Kenneth Dunlap: Comstock’s new Centenarian
“What’s it like when you’re about to turn 100,” Kenneth Dunlap said a few days before his birthday, “it’s about the same as it was when you turned 50.”
Kenneth is turning 100 years old on Wednesday, November 2nd, 2022. Kenneth has spent all of his life in Comstock, except for a deployment to the South Pacific and Japan during the Second World War.
As a boy, Kenneth says he remembers walking 2 miles both ways to a coal-heated wooden school building.
“We were lucky it didn’t burn down,” he said.
His father worked on the interurban and the family leased an orchard near their home on North 30th street.
“We raised all of our vegetables, grew all of our food. We had chickens all the time and we even have cows,” he said.
His mother sold eggs during the Great Depression.
When he was asked about his memories growing up in Comstock, he said, “They were all good, all good memories.”
Kenneth says he spent most of his free time hanging out with other boys by a dance hall on Joe Io Island. “It was the place to hang,” Kenneth said.
Kenneth lived through the great depression, but he said the Great Depression didn’t change life too much for his family.

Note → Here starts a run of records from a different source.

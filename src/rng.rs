//! Random number generator construction.

use rand::rngs::StdRng;
use rand::SeedableRng;

/// Creates a deterministic RNG from a seed.
pub fn create_rng(seed: u64) -> StdRng {
    StdRng::seed_from_u64(seed)
}

/// Creates an RNG from `seed` when given, otherwise from fresh entropy.
pub fn rng_from(seed: Option<u64>) -> StdRng {
    match seed {
        Some(seed) => create_rng(seed),
        None => create_rng(rand::random()),
    }
}
//! Heuristic confidence scores reported in result envelopes.
//!
//! These are synthesized, not measured: the annealing score ignores search
//! quality entirely and the variational score grows without bound in
//! `|energy|`. They live here so a calibrated model can replace them
//! without touching the search or evaluation code.

use rand::{Rng, RngCore};

/// Lower bound of the annealing confidence band.
pub const ANNEALING_BASE: f64 = 0.95;

/// Width of the annealing confidence band.
pub const ANNEALING_SPREAD: f64 = 0.04;

/// Variational confidence at zero energy.
pub const VARIATIONAL_BASE: f64 = 0.85;

/// Variational confidence gained per unit of `|energy|`.
pub const VARIATIONAL_SLOPE: f64 = 0.1;

/// `0.95 + U(0, 0.04)`, independent of the search outcome.
pub fn annealing_confidence(rng: &mut dyn RngCore) -> f64 {
    ANNEALING_BASE + rng.random::<f64>() * ANNEALING_SPREAD
}

/// `0.85 + |energy| * 0.1`. Not clamped to 1.
pub fn variational_confidence(energy: f64) -> f64 {
    VARIATIONAL_BASE + energy.abs() * VARIATIONAL_SLOPE
}
//! Backend lookup keyed on [`BackendId`].

use super::{Backend, BackendId, Capabilities};
use crate::anneal::{AnnealConfig, AnnealingBackend};
use crate::error::{OptimizeError, Result};
use crate::variational::VariationalConfig;
use std::collections::BTreeMap;

/// Holds one instance of every backend listed in a [`Capabilities`] set.
pub struct BackendRegistry {
    capabilities: Capabilities,
    backends: BTreeMap<BackendId, Box<dyn Backend>>,
}

impl BackendRegistry {
    /// Builds every backend the capability set allows.
    #[cfg_attr(not(feature = "variational"), allow(unused_variables))]
    pub fn new(
        capabilities: Capabilities,
        anneal: &AnnealConfig,
        variational: &VariationalConfig,
    ) -> Self {
        let mut backends: BTreeMap<BackendId, Box<dyn Backend>> = BTreeMap::new();
        for id in capabilities.iter() {
            match id {
                BackendId::Annealing => {
                    backends.insert(id, Box::new(AnnealingBackend::new(anneal.clone())));
                }
                BackendId::Variational => {
                    #[cfg(feature = "variational")]
                    backends.insert(
                        id,
                        Box::new(crate::variational::VariationalBackend::new(
                            variational.clone(),
                        )),
                    );
                }
            }
        }
        Self {
            capabilities,
            backends,
        }
    }

    /// Installs `backend`, replacing any backend with the same id and
    /// marking that id available.
    pub fn register(&mut self, backend: Box<dyn Backend>) {
        let id = backend.id();
        self.capabilities.insert(id);
        self.backends.insert(id, backend);
    }

    pub fn capabilities(&self) -> &Capabilities {
        &self.capabilities
    }

    /// Looks up a backend, failing with a dependency error when absent.
    pub fn get(&self, id: BackendId) -> Result<&dyn Backend> {
        self.capabilities.ensure(id)?;
        self.backends
            .get(&id)
            .map(|backend| backend.as_ref())
            .ok_or_else(|| {
                OptimizeError::Internal(format!("backend {id} is advertised but not registered"))
            })
    }

    /// Identifiers of the registered backends, in stable order.
    pub fn ids(&self) -> Vec<BackendId> {
        self.backends.keys().copied().collect()
    }
}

Money may have been scarce, but Kenneth said his family always had enough to eat and his mother was known to provide a good meal for those in need.
Kenneth earned 15 varsity letters in baseball, basketball, track, and football during high school. “I grew up an athlete,” Kenneth said. He was inducted into Comstock High School’s Hall of Fame in 2013.

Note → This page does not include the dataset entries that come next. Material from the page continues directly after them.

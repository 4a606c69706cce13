//! Request and result shapes shared by every backend.

use crate::error::{OptimizeError, Result};
use serde::{Deserialize, Serialize};
use serde_json::Value;

fn default_problem_type() -> String {
    "generic".to_string()
}

fn empty_parameters() -> Value {
    Value::Object(serde_json::Map::new())
}

/// A single optimization request as received from the caller.
///
/// `parameters` is kept as raw JSON: each backend interprets it on its own
/// terms (see [`crate::params`]).
#[derive(Debug, Clone, PartialEq, Serialize, Deserialize)]
pub struct OptimizationRequest {
    /// Free-form problem label.
    #[serde(default = "default_problem_type")]
    pub problem_type: String,

    /// Backend-specific parameters, usually an object or a flat array.
    #[serde(default = "empty_parameters")]
    pub parameters: Value,

    /// Explicit backend name. Overrides intent and problem-type hints.
    #[serde(default, skip_serializing_if = "Option::is_none")]
    pub backend: Option<String>,

    /// Free-text intent, classified by the router before dispatch.
    #[serde(default, skip_serializing_if = "Option::is_none")]
    pub intent: Option<String>,

    /// Sampling shots. Accepted for compatibility; evaluation is exact.
    #[serde(default, skip_serializing_if = "Option::is_none")]
    pub shots: Option<u32>,
}

impl OptimizationRequest {
    /// Creates a request with the given problem type and parameters.
    pub fn new(problem_type: impl Into<String>, parameters: Value) -> Self {
        Self {
            problem_type: problem_type.into(),
            parameters,
            backend: None,
            intent: None,
            shots: None,
        }
    }

    pub fn with_backend(mut self, backend: impl Into<String>) -> Self {
        self.backend = Some(backend.into());
        self
    }

    pub fn with_intent(mut self, intent: impl Into<String>) -> Self {
        self.intent = Some(intent.into());
        self
    }

    /// Parses a request from its JSON text.
    ///
    /// The top level must be a JSON object.
    pub fn from_json(input: &str) -> Result<Self> {
        let value: Value = serde_json::from_str(input)?;
        if !value.is_object() {
            return Err(OptimizeError::InvalidInput(
                "request must be a JSON object".to_string(),
            ));
        }
        Ok(serde_json::from_value(value)?)
    }
}

/// Outcome of a request.
#[derive(Debug, Clone, Copy, PartialEq, Eq, Serialize, Deserialize)]
#[serde(rename_all = "lowercase")]
pub enum Status {
    Success,
    Error,
}

/// The normalized result returned for every request, whichever backend ran.
///
/// On error only `status`, `message` and (when known) `backend_used` and
/// `execution_time_ms` are populated; numeric fields are absent.
#[derive(Debug, Clone, PartialEq, Serialize, Deserialize)]
pub struct ResultEnvelope {
    pub status: Status,

    /// Best parameters found, or the sampled variational weights.
    #[serde(default)]
    pub optimal_parameters: Vec<f64>,

    /// Objective value. Lower is better.
    #[serde(default, skip_serializing_if = "Option::is_none")]
    pub energy: Option<f64>,

    /// Heuristic quality signal, not a calibrated probability.
    #[serde(default, skip_serializing_if = "Option::is_none")]
    pub confidence: Option<f64>,

    #[serde(default, skip_serializing_if = "Option::is_none")]
    pub backend_used: Option<String>,

    #[serde(default)]
    pub message: String,

    /// Wall-clock time spent inside the service.
    #[serde(default, skip_serializing_if = "Option::is_none")]
    pub execution_time_ms: Option<u64>,
}

impl ResultEnvelope {
    /// Builds a success envelope.
    pub fn success(
        backend_used: impl Into<String>,
        optimal_parameters: Vec<f64>,
        energy: f64,
        confidence: f64,
        message: impl Into<String>,
    ) -> Self {
        Self {
            status: Status::Success,
            optimal_parameters,
            energy: Some(energy),
            confidence: Some(confidence),
            backend_used: Some(backend_used.into()),
            message: message.into(),
            execution_time_ms: None,
        }
    }

    /// Builds an error envelope with the given message.
    pub fn error(message: impl Into<String>) -> Self {
        let mut message = message.into();
        if message.is_empty() {
            message = "unknown error".to_string();
        }
        Self {
            status: Status::Error,
            optimal_parameters: Vec::new(),
            energy: None,
            confidence: None,
            backend_used: None,
            message,
            execution_time_ms: None,
        }
    }

    /// Builds an error envelope from a typed error.
    pub fn from_error(err: &OptimizeError) -> Self {
        Self::error(err.to_string())
    }

    pub fn with_backend_used(mut self, backend: impl Into<String>) -> Self {
        self.backend_used = Some(backend.into());
        self
    }

    pub fn with_execution_time_ms(mut self, ms: u64) -> Self {
        self.execution_time_ms = Some(ms);
        self
    }

    pub fn is_success(&self) -> bool {
        self.status == Status::Success
    }

    /// Checks the envelope contract.
    ///
    /// A success must carry a non-empty parameter vector and a finite
    /// energy; an error must carry a message and no numeric fields.
    pub fn check_invariants(&self) -> std::result::Result<(), String> {
        match self.status {
            Status::Success => {
                if self.optimal_parameters.is_empty() {
                    return Err("success envelope has no optimal_parameters".into());
                }
                match self.energy {
                    Some(e) if e.is_finite() => {}
                    Some(e) => return Err(format!("success envelope has non-finite energy {e}")),
                    None => return Err("success envelope has no energy".into()),
                }
                if self.confidence.is_none_or(|c| !c.is_finite()) {
                    return Err("success envelope has no finite confidence".into());
                }
                Ok(())
            }
            Status::Error => {
                if self.message.is_empty() {
                    return Err("error envelope has an empty message".into());
                }
                if !self.optimal_parameters.is_empty()
                    || self.energy.is_some()
                    || self.confidence.is_some()
                {
                    return Err("error envelope carries numeric fields".into());
                }
                Ok(())
            }
        }
    }

    /// Serializes the envelope as a single JSON line.
    pub fn to_json_line(&self) -> Result<String> {
        serde_json::to_string(self)
            .map_err(|e| OptimizeError::Internal(format!("failed to serialize envelope: {e}")))
    }
}

#[cfg(test)]
mod tests {
    use super::*;
    use serde_json::json;

    #[test]
    fn test_request_defaults() {
        let req = OptimizationRequest::from_json("{}").unwrap();
        assert_eq!(req.problem_type, "generic");
        assert_eq!(req.parameters, json!({}));
        assert!(req.backend.is_none());
        assert!(req.intent.is_none());
    }

    #[test]
    fn test_request_full() {
        let req = OptimizationRequest::from_json(
            r#"{"problem_type":"maxcut","parameters":{"nodes":4},"backend":"sa","intent":"optimize it","shots":1024}"#,
        )
        .unwrap();
        assert_eq!(req.problem_type, "maxcut");
        assert_eq!(req.parameters["nodes"], json!(4));
        assert_eq!(req.backend.as_deref(), Some("sa"));
        assert_eq!(req.shots, Some(1024));
    }

    #[test]
    fn test_request_rejects_non_object() {
        let err = OptimizationRequest::from_json("[1, 2]").unwrap_err();
        assert_eq!(err.kind(), "input");
        let err = OptimizationRequest::from_json("not json").unwrap_err();
        assert_eq!(err.kind(), "input");
    }

    #[test]
    fn test_error_envelope_shape() {
        let env = ResultEnvelope::error("boom");
        let v: Value = serde_json::from_str(&env.to_json_line().unwrap()).unwrap();
        assert_eq!(v["status"], "error");
        assert_eq!(v["message"], "boom");
        assert_eq!(v["optimal_parameters"], json!([]));
        assert!(v.get("energy").is_none());
        assert!(v.get("confidence").is_none());
        assert!(env.check_invariants().is_ok());
    }

    #[test]
    fn test_error_envelope_never_empty_message() {
        let env = ResultEnvelope::error("");
        assert!(!env.message.is_empty());
    }

    #[test]
    fn test_success_roundtrip_keeps_invariants() {
        let env = ResultEnvelope::success("simulated_annealer_cpu", vec![0.1, 0.2], -5.0, 0.97, "ok")
            .with_execution_time_ms(3);
        let line = env.to_json_line().unwrap();
        let back: ResultEnvelope = serde_json::from_str(&line).unwrap();
        assert_eq!(back, env);
        assert!(back.check_invariants().is_ok());
        assert!(line.contains(r#""status":"success""#));
    }

    #[test]
    fn test_invariants_reject_empty_success() {
        let env = ResultEnvelope::success("x", vec![], -1.0, 0.9, "degenerate");
        assert!(env.check_invariants().is_err());
    }

    #[test]
    fn test_invariants_reject_non_finite_energy() {
        let env = ResultEnvelope::success("x", vec![1.0], f64::INFINITY, 0.9, "bad");
        assert!(env.check_invariants().is_err());
    }
}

“When I was a freshman in high school, I made the senior team,” Kenneth said, “my baseball coach looked at me and said ‘you’re my catcher.”
As a young child, Kenneth and his friends didn’t always have baseballs to play with, and he said “you’d use a sock full of rags.”
After graduation, Kenneth was drafted to serve in the Army during the Second World War. He served in the South Pacific and in Japan in Chemical Warfare.
Kenneth was posted in New Caledonia, which had military hospitals. Kenneth sprayed for mosquitos to keep malaria levels low.
He was drafted with about a dozen boys from Comstock. All his siblings served as well.
His older brother, Curtis Dunlap served in the Navy. His younger brother, Donald, served in the Marines. His sister, Helen, served as the second officer in the 159th Women’s Army Auxiliary Post Headquarters Company in Camp Hood, Texas. She reached the rank of Major.
He said he spent around 3 years overseas.
After the war, Kenneth came home and got married.
“Comstock didn’t change, except they tore the old High School down,” he said about his post-war hometown.
He “looked around and said ‘I’m a carpenter,” Kenneth said, “I’ve been a carpenter all my life, that’s how I got my union card.”
He built the house which he lives in now in 1950, close to where he grew up.
Kenneth continued to work the orchard. He said between carpentry and the orchard, he was working 12-hour days.
Please join us in congratulating Kenneth Dunlap on his 100 years in Comstock!